One winter day, farmer Andriy Turchyn woke up to calls from his friends. They said something he found hard to believe – the war started. Turchyn quickly checked the news and discovered that Russia invaded Ukraine.
While many people fled the country in search of safety for their families, Turchyn stayed back.
“Everything I have ever achieved is here. Nobody is waiting for me elsewhere,” he says. “We were worried about what was going to happen, but continued working.”
What Turchyn couldn’t leave behind is his family’s farming business Lisova Polyana (meaning Forest Meadow).
When his father started farming, Andriy Turchyn was working as a lawyer in Kyiv, set for a successful career in the corporate world. Back then, farming was neither competitive nor financially appealing. Despite challenges, the family didn’t give up and continued to work harder and harder each year.
In 2013, Andriy Turchyn, who always wanted to create something of his own, finally left the legal sector and joined his father and brother in farming.
“It was very difficult at first. But we started to recruit more hard-working employees, took out credits to buy modern machines, and expand the business,” Turchyn explains.

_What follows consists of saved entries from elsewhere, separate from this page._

//! CompiledModule and BoundInstance — the compile, bind and start stages.
//!
//! A `CompiledModule` wraps a `wasmtime::Module` and is cheap to clone.
//! A `BoundInstance` is one `Store<HostState>` plus the instance linked
//! against that store's shim; it is started at most once. A guest may also
//! exit from its start section, in which case the binding already carries the
//! exit status and `start` reports it without calling the entry point.

use std::path::PathBuf;

use wasmtime::{Engine, ExternType, Instance, Module, Store};
use wasmtime_wasi::I32Exit;

use wasiboot_core::{
    BootError, BootResult, ExitStatus, ExportEntry, ExternKind, ImportEntry, ModuleSummary,
    sha256_hex,
};
use wasiboot_host::{BootEngine, HostState, ShimConfig};

use crate::artifact::ArtifactBytes;

/// A compiled wasm module, ready to be bound.
///
/// Modules are expensive to compile but cheap to instantiate.
#[derive(Clone)]
pub struct CompiledModule {
    module: Module,
    name: String,
    path: Option<PathBuf>,
    size_bytes: usize,
    sha256: String,
}

impl CompiledModule {
    /// Compile an artifact's bytes.
    ///
    /// Only the binary encoding is accepted; anything else (including the
    /// text format) is a `BootError::Format`.
    pub fn from_artifact(engine: &Engine, artifact: &ArtifactBytes) -> BootResult<Self> {
        let module =
            Module::from_binary(engine, artifact.bytes()).map_err(|e| BootError::Format {
                name: artifact.name().to_string(),
                reason: format!("{e:#}"),
            })?;
        tracing::info!(name = %artifact.name(), "compiled wasm module");
        Ok(Self {
            module,
            name: artifact.name().to_string(),
            path: artifact.path().map(|p| p.to_path_buf()),
            size_bytes: artifact.len(),
            sha256: artifact.sha256().to_string(),
        })
    }

    /// Compile a module from raw bytes.
    pub fn from_bytes(engine: &Engine, name: &str, bytes: &[u8]) -> BootResult<Self> {
        Self::from_artifact(engine, &ArtifactBytes::from_bytes(name, bytes.to_vec()))
    }

    /// The module name.
    pub fn name(&self) -> &str {
        &self.name
    }

    /// Access the underlying module.
    pub fn module(&self) -> &Module {
        &self.module
    }

    /// Hex SHA-256 of the source bytes.
    pub fn source_sha256(&self) -> &str {
        &self.sha256
    }

    pub fn imports(&self) -> Vec<ImportEntry> {
        self.module
            .imports()
            .map(|i| ImportEntry {
                module: i.module().to_string(),
                name: i.name().to_string(),
                kind: extern_kind(&i.ty()),
            })
            .collect()
    }

    pub fn exports(&self) -> Vec<ExportEntry> {
        self.module
            .exports()
            .map(|e| ExportEntry {
                name: e.name().to_string(),
                kind: extern_kind(&e.ty()),
            })
            .collect()
    }

    /// Whether `entry` is exported as a function.
    pub fn exports_func(&self, entry: &str) -> bool {
        matches!(self.module.get_export(entry), Some(ExternType::Func(_)))
    }

    /// The compiled machine code in Wasmtime's serialized form.
    pub fn serialize(&self) -> anyhow::Result<Vec<u8>> {
        self.module.serialize()
    }

    /// Hex SHA-256 of the serialized compiled code.
    ///
    /// Compiling the same bytes with the same engine settings yields the same
    /// fingerprint.
    pub fn fingerprint(&self) -> anyhow::Result<String> {
        Ok(sha256_hex(&self.serialize()?))
    }

    /// Static description of this module against an entry point name.
    pub fn summary(&self, entry: &str) -> ModuleSummary {
        ModuleSummary {
            name: self.name.clone(),
            path: self.path.as_ref().map(|p| p.display().to_string()),
            size_bytes: self.size_bytes,
            sha256: self.sha256.clone(),
            entry: entry.to_string(),
            has_entry: self.exports_func(entry),
            imports: self.imports(),
            exports: self.exports(),
        }
    }
}

fn extern_kind(ty: &ExternType) -> ExternKind {
    match ty {
        ExternType::Func(_) => ExternKind::Func,
        ExternType::Global(_) => ExternKind::Global,
        ExternType::Memory(_) => ExternKind::Memory,
        ExternType::Table(_) => ExternKind::Table,
        _ => ExternKind::Tag,
    }
}

/// What a finished instance left behind.
#[derive(Debug, Clone)]
pub struct RunOutcome {
    pub status: ExitStatus,
    /// Guest stdout, when the shim captured it.
    pub stdout: Option<Vec<u8>>,
    /// Guest stderr, when the shim captured it.
    pub stderr: Option<Vec<u8>>,
    /// Linear memory high-water mark in bytes.
    pub memory_used: usize,
    /// Memory or table growth requests the limiter refused.
    pub growth_denied: u32,
}

/// A module instance bound to its own freshly constructed shim.
pub struct BoundInstance {
    store: Store<HostState>,
    binding: Binding,
    module_name: String,
}

enum Binding {
    Ready(Instance),
    /// The start section called `proc_exit`.
    Exited(i32),
}

impl BoundInstance {
    /// Construct a shim from `shim_config` and bind `module` against it.
    ///
    /// Every import must be satisfied by name and signature, otherwise this
    /// fails with `BootError::Link` before any guest code runs.
    pub async fn bind(
        engine: &BootEngine,
        module: &CompiledModule,
        shim_config: &ShimConfig,
    ) -> BootResult<Self> {
        let mut store = engine.new_store(shim_config)?;

        let pre = engine
            .linker()
            .instantiate_pre(&module.module)
            .map_err(|e| BootError::Link {
                name: module.name.clone(),
                reason: format!("{e:#}"),
            })?;

        let binding = match pre.instantiate_async(&mut store).await {
            Ok(instance) => {
                tracing::info!(name = %module.name, "wasm instance bound");
                Binding::Ready(instance)
            }
            Err(e) => match e.downcast_ref::<I32Exit>() {
                Some(exit) => {
                    tracing::info!(
                        name = %module.name,
                        code = exit.0,
                        "guest exited during instantiation"
                    );
                    Binding::Exited(exit.0)
                }
                None => {
                    return Err(BootError::Instantiate {
                        name: module.name.clone(),
                        reason: format!("{e:#}"),
                    });
                }
            },
        };

        Ok(Self {
            store,
            binding,
            module_name: module.name.clone(),
        })
    }

    /// The module name this instance was created from.
    pub fn module_name(&self) -> &str {
        &self.module_name
    }

    /// Get a reference to the store.
    pub fn store(&self) -> &Store<HostState> {
        &self.store
    }

    /// Invoke `entry` once and hand control to the guest.
    ///
    /// A `proc_exit` call is reported as `ExitStatus::Exited`; any other guest
    /// failure is passed through as `BootError::Trap`. If the guest already
    /// exited while binding, `entry` is not looked up and that exit is returned.
    pub async fn start(mut self, entry: &str) -> BootResult<RunOutcome> {
        let instance = match self.binding {
            Binding::Ready(instance) => instance,
            Binding::Exited(code) => return Ok(self.finish(ExitStatus::Exited(code))),
        };

        let func = instance
            .get_func(&mut self.store, entry)
            .ok_or_else(|| BootError::MissingEntry {
                name: self.module_name.clone(),
                entry: entry.to_string(),
            })?;
        let func = func
            .typed::<(), ()>(&self.store)
            .map_err(|e| BootError::Link {
                name: self.module_name.clone(),
                reason: format!("entry point `{entry}`: {e:#}"),
            })?;

        tracing::info!(name = %self.module_name, %entry, "invoking entry point");

        let status = match func.call_async(&mut self.store, ()).await {
            Ok(()) => ExitStatus::Returned,
            Err(e) => match e.downcast_ref::<I32Exit>() {
                Some(exit) => ExitStatus::Exited(exit.0),
                None => {
                    tracing::warn!(name = %self.module_name, error = %e, "guest trapped");
                    return Err(BootError::Trap {
                        name: self.module_name,
                        reason: format!("{e:#}"),
                    });
                }
            },
        };

        let limiter = &self.store.data().limiter;
        tracing::info!(
            name = %self.module_name,
            code = status.code(),
            memory_used = limiter.memory_used(),
            memory_headroom = limiter.memory_headroom(),
            "guest finished"
        );
        Ok(self.finish(status))
    }

    /// Whether the guest exited before its entry point could be called.
    pub fn exited_during_bind(&self) -> Option<i32> {
        match self.binding {
            Binding::Exited(code) => Some(code),
            Binding::Ready(_) => None,
        }
    }

    fn finish(&self, status: ExitStatus) -> RunOutcome {
        let state = self.store.data();
        RunOutcome {
            status,
            stdout: state.captured_stdout(),
            stderr: state.captured_stderr(),
            memory_used: state.limiter.memory_used(),
            growth_denied: state.limiter.denials(),
        }
    }
}

/// Shared handle to the engine plus one compiled module.
///
/// Every `bind` constructs a new shim, so instances never share WASI state.
#[derive(Clone)]
pub struct InstanceFactory {
    engine: BootEngine,
    module: CompiledModule,
}

impl InstanceFactory {
    pub fn new(engine: BootEngine, module: CompiledModule) -> Self {
        Self { engine, module }
    }

    /// Bind a fresh instance with the given shim config.
    pub async fn bind(&self, shim_config: &ShimConfig) -> BootResult<BoundInstance> {
        BoundInstance::bind(&self.engine, &self.module, shim_config).await
    }

    /// Bind a fresh instance and start it.
    pub async fn run(&self, shim_config: &ShimConfig, entry: &str) -> BootResult<RunOutcome> {
        self.bind(shim_config).await?.start(entry).await
    }

    /// The compiled module this factory produces instances of.
    pub fn module(&self) -> &CompiledModule {
        &self.module
    }
}

#[cfg(test)]
mod tests {
    use super::*;

    fn engine() -> BootEngine {
        BootEngine::new().unwrap()
    }

    #[test]
    fn rejects_garbage_bytes() {
        let engine = engine();
        let err = CompiledModule::from_bytes(engine.engine(), "junk", b"not wasm").err().unwrap();
        assert!(matches!(err, BootError::Format { .. }));
    }

    #[test]
    fn rejects_text_format() {
        let engine = engine();
        let err = CompiledModule::from_bytes(engine.engine(), "text", b"(module)").err().unwrap();
        assert!(matches!(err, BootError::Format { .. }));
    }

    #[test]
    fn lists_imports_and_exports() {
        let engine = engine();
        let wasm = wat::parse_str(
            r#"(module
                (import "wasi_snapshot_preview1" "proc_exit" (func (param i32)))
                (memory (export "memory") 1)
                (func (export "_start")))"#,
        )
        .unwrap();
        let module = CompiledModule::from_bytes(engine.engine(), "m", &wasm).unwrap();

        let imports = module.imports();
        assert_eq!(imports.len(), 1);
        assert_eq!(imports[0].name, "proc_exit");
        assert_eq!(imports[0].kind, ExternKind::Func);

        let summary = module.summary("_start");
        assert!(summary.has_entry);
        assert_eq!(summary.exports.len(), 2);
        assert_eq!(summary.wasi_imports(), vec!["proc_exit"]);
        assert!(!module.exports_func("memory"));
        assert!(!module.summary("main").has_entry);
    }

    #[tokio::test]
    async fn missing_entry_is_reported() {
        let engine = engine();
        let wasm = wat::parse_str(r#"(module (func (export "main")))"#).unwrap();
        let module = CompiledModule::from_bytes(engine.engine(), "m", &wasm).unwrap();

        let instance = BoundInstance::bind(&engine, &module, &ShimConfig::isolated("m"))
            .await
            .unwrap();
        let err = instance.start("_start").await.unwrap_err();
        assert!(matches!(err, BootError::MissingEntry { .. }));
    }

    #[tokio::test]
    async fn start_section_exit_is_kept_on_the_binding() {
        let engine = engine();
        let wasm = wat::parse_str(
            r#"(module
                (import "wasi_snapshot_preview1" "proc_exit" (func $exit (param i32)))
                (memory (export "memory") 1)
                (func $init (call $exit (i32.const 9)))
                (start $init))"#,
        )
        .unwrap();
        let module = CompiledModule::from_bytes(engine.engine(), "m", &wasm).unwrap();

        let instance = BoundInstance::bind(&engine, &module, &ShimConfig::isolated("m"))
            .await
            .unwrap();
        assert_eq!(instance.exited_during_bind(), Some(9));

        // No `_start` export: the entry is never looked up.
        let outcome = instance.start("_start").await.unwrap();
        assert_eq!(outcome.status, ExitStatus::Exited(9));
    }

    #[tokio::test]
    async fn entry_with_wrong_signature_is_a_link_error() {
        let engine = engine();
        let wasm =
            wat::parse_str(r#"(module (func (export "_start") (result i32) i32.const 1))"#)
                .unwrap();
        let module = CompiledModule::from_bytes(engine.engine(), "m", &wasm).unwrap();

        let err = InstanceFactory::new(engine, module)
            .run(&ShimConfig::isolated("m"), "_start")
            .await
            .unwrap_err();
        assert!(matches!(err, BootError::Link { .. }));
    }
}
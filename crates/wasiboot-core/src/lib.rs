pub mod config;
pub mod error;
pub mod types;

pub use config::BootConfig;
pub use error::{BootError, BootResult};
pub use types::*;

Throughout the years, their focus has changed from grain to sunflowers and soybeans due to climate change in the Lviv region and market demands in the country. The family also cultivates corn and wheat. They employ up to 15 locals year-round and have seasonal workers join them when needed.
While expanding the business, the family rarely had extra money in the budget for unexpected costs. And then, this year, a major unexpected crisis hit the country after Russia’s full-scale invasion. Like millions of others in Ukraine, Andriy Turchyn and his family struggled to get by.
“The inflation was on the rise, Odessa ports were closed, and our farming expenses significantly increased. Many financial assistance programmes were frozen. Meanwhile, what people needed most was money,” Turchyn explained, saying the price of wheat fell, but its storing costs increased.
The family was actively looking for a solution to save the farming business amid the war. At this critical juncture, Lisova Polyan a got a grant under the Additional Component of FinancEast Programme for the resumption of financing of small and medium-sized enterprises in the controlled areas of Donetsk and Luhansk regions. The European Union, through the German Development Bank KfW, provides financial support in the form of subsidies and compensations.
“For us, the money came when we most needed it,” Turchyn confesses, saying the family used it to take care of the farm and cover high expenses.
When the war started, Turchyn decided to stay in Ukraine and hasn’t changed his mind since then.
“Work, work and work. That’s our plan for the future,” he says, noting they don’t have all the equipment they need to expand the farming business, such as a dryer and a combine harvester – machines necessary to store the harvest and maintain its quality.
But Turchyn is hopeful for the future and thinks farming is more important than ever to not only produce food for the country’s population, but provide means for people to stay here.
“We are farmers. Time demands patience and perseverance from us. We must instill in people the desire to work here, on the Ukrainian soil. So that they can earn decently and not have to go abroad. And then we will definitely win,” said Turchyn earlier this year in an interview with the Bank of Lviv.
The FinancEast programme was developed within the framework of the Agreement between the Government of Ukraine and the EU “Support of the European Union for the East of Ukraine” and the EU4Business initiative.
Representatives of KfW approached the EU with a proposal to introduce an Additional Component of the programme and redirect money to support farmers from the western regions of Ukraine. JSC AKB “Lviv” became the financial institution partner of the additional component of the FinancEast programme.